┌──

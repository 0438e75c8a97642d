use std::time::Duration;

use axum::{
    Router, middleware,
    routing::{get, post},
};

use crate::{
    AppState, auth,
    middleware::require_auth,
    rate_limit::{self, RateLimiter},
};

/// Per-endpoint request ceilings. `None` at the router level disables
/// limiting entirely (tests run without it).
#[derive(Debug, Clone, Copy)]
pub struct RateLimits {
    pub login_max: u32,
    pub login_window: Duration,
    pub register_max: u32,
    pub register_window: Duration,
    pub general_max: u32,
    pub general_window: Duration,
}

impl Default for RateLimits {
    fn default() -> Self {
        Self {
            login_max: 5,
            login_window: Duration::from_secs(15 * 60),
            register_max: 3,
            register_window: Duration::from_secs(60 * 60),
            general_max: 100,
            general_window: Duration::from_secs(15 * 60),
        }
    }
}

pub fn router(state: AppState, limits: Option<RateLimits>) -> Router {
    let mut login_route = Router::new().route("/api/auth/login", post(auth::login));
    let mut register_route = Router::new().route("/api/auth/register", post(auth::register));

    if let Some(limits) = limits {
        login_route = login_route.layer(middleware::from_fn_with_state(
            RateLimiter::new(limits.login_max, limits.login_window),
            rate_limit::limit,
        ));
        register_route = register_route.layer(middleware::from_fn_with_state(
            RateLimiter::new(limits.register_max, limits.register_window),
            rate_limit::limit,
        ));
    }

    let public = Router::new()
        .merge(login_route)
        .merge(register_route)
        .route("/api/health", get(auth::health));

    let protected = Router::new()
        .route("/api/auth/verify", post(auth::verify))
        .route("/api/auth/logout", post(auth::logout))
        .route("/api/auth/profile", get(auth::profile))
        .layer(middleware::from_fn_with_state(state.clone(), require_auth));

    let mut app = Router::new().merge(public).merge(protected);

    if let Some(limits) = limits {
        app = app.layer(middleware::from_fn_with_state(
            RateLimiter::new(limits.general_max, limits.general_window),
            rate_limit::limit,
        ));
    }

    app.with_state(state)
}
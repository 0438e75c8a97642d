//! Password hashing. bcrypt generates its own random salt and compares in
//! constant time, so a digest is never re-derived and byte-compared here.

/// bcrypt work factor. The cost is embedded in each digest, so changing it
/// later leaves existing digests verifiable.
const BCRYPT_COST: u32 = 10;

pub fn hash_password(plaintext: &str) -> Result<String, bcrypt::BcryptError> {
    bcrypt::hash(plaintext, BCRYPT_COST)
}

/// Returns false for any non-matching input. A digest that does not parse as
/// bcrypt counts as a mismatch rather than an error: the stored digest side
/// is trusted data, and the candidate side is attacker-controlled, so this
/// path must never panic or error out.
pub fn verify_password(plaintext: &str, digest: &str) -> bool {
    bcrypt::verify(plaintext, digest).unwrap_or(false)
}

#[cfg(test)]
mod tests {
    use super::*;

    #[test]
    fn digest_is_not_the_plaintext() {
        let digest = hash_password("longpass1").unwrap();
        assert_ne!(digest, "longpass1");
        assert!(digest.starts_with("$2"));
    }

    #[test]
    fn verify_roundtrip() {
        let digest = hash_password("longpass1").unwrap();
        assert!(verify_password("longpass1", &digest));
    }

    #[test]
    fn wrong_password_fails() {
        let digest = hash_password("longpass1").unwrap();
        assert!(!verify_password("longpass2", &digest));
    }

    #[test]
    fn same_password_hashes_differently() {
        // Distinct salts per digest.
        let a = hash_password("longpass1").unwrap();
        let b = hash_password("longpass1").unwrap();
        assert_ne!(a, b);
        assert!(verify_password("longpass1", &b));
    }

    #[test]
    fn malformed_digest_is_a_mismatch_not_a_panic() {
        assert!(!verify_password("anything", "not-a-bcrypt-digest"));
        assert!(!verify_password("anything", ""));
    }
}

└──

#### ASSIGNED TASK:
Taking care to match every character, output all of the entries above.

#### YOUR RESPONSE:
repository 0438e75c8a97642d
use std::time::Duration;

use axum::{
    Router, middleware,
    routing::{get, post},
};

use crate::{
    AppState, auth,
    middleware::require_auth,
    rate_limit::{self, RateLimiter},
};

/// Per-endpoint request ceilings. `None` at the router level disables
/// limiting entirely (tests run without it).
#[derive(Debug, Clone, Copy)]
pub struct RateLimits {
    pub login_max: u32,
    pub login_window: Duration,
    pub register_max: u32,
    pub register_window: Duration,
    pub general_max: u32,
    pub general_window: Duration,
}

impl Default for RateLimits {
    fn default() -> Self {
        Self {
            login_max: 5,
            login_window: Duration::from_secs(15 * 60),
            register_max: 3,
            register_window: Duration::from_secs(60 * 60),
            general_max: 100,
            general_window: Duration::from_secs(15 * 60),
        }
    }
}

pub fn router(state: AppState, limits: Option<RateLimits>) -> Router {
    let mut login_route = Router::new().route("/api/auth/login", post(auth::login));
    let mut register_route = Router::new().route("/api/auth/register", post(auth::register));

    if let Some(limits) = limits {
        login_route = login_route.layer(middleware::from_fn_with_state(
            RateLimiter::new(limits.login_max, limits.login_window),
            rate_limit::limit,
        ));
        register_route = register_route.layer(middleware::from_fn_with_state(
            RateLimiter::new(limits.register_max, limits.register_window),
            rate_limit::limit,
        ));
    }

    let public = Router::new()
        .merge(login_route)
        .merge(register_route)
        .route("/api/health", get(auth::health));

    let protected = Router::new()
        .route("/api/auth/verify", post(auth::verify))
        .route("/api/auth/logout", post(auth::logout))
        .route("/api/auth/profile", get(auth::profile))
        .layer(middleware::from_fn_with_state(state.clone(), require_auth));

    let mut app = Router::new().merge(public).merge(protected);

    if let Some(limits) = limits {
        app = app.layer(middleware::from_fn_with_state(
            RateLimiter::new(limits.general_max, limits.general_window),
            rate_limit::limit,
        ));
    }

    app.with_state(state)
}
repository 0438e75c8a97642d
//! Password hashing. bcrypt generates its own random salt and compares in
//! constant time, so a digest is never re-derived and byte-compared here.

/// bcrypt work factor. The cost is embedded in each digest, so changing it
/// later leaves existing digests verifiable.
const BCRYPT_COST: u32 = 10;

pub fn hash_password(plaintext: &str) -> Result<String, bcrypt::BcryptError> {
    bcrypt::hash(plaintext, BCRYPT_COST)
}

/// Returns false for any non-matching input. A digest that does not parse as
/// bcrypt counts as a mismatch rather than an error: the stored digest side
/// is trusted data, and the candidate side is attacker-controlled, so this
/// path must never panic or error out.
pub fn verify_password(plaintext: &str, digest: &str) -> bool {
    bcrypt::verify(plaintext, digest).unwrap_or(false)
}

#[cfg(test)]
mod tests {
    use super::*;

    #[test]
    fn digest_is_not_the_plaintext() {
        let digest = hash_password("longpass1").unwrap();
        assert_ne!(digest, "longpass1");
        assert!(digest.starts_with("$2"));
    }

    #[test]
    fn verify_roundtrip() {
        let digest = hash_password("longpass1").unwrap();
        assert!(verify_password("longpass1", &digest));
    }

    #[test]
    fn wrong_password_fails() {
        let digest = hash_password("longpass1").unwrap();
        assert!(!verify_password("longpass2", &digest));
    }

    #[test]
    fn same_password_hashes_differently() {
        // Distinct salts per digest.
        let a = hash_password("longpass1").unwrap();
        let b = hash_password("longpass1").unwrap();
        assert_ne!(a, b);
        assert!(verify_password("longpass1", &b));
    }

    #[test]
    fn malformed_digest_is_a_mismatch_not_a_panic() {
        assert!(!verify_password("anything", "not-a-bcrypt-digest"));
        assert!(!verify_password("anything", ""));
    }
}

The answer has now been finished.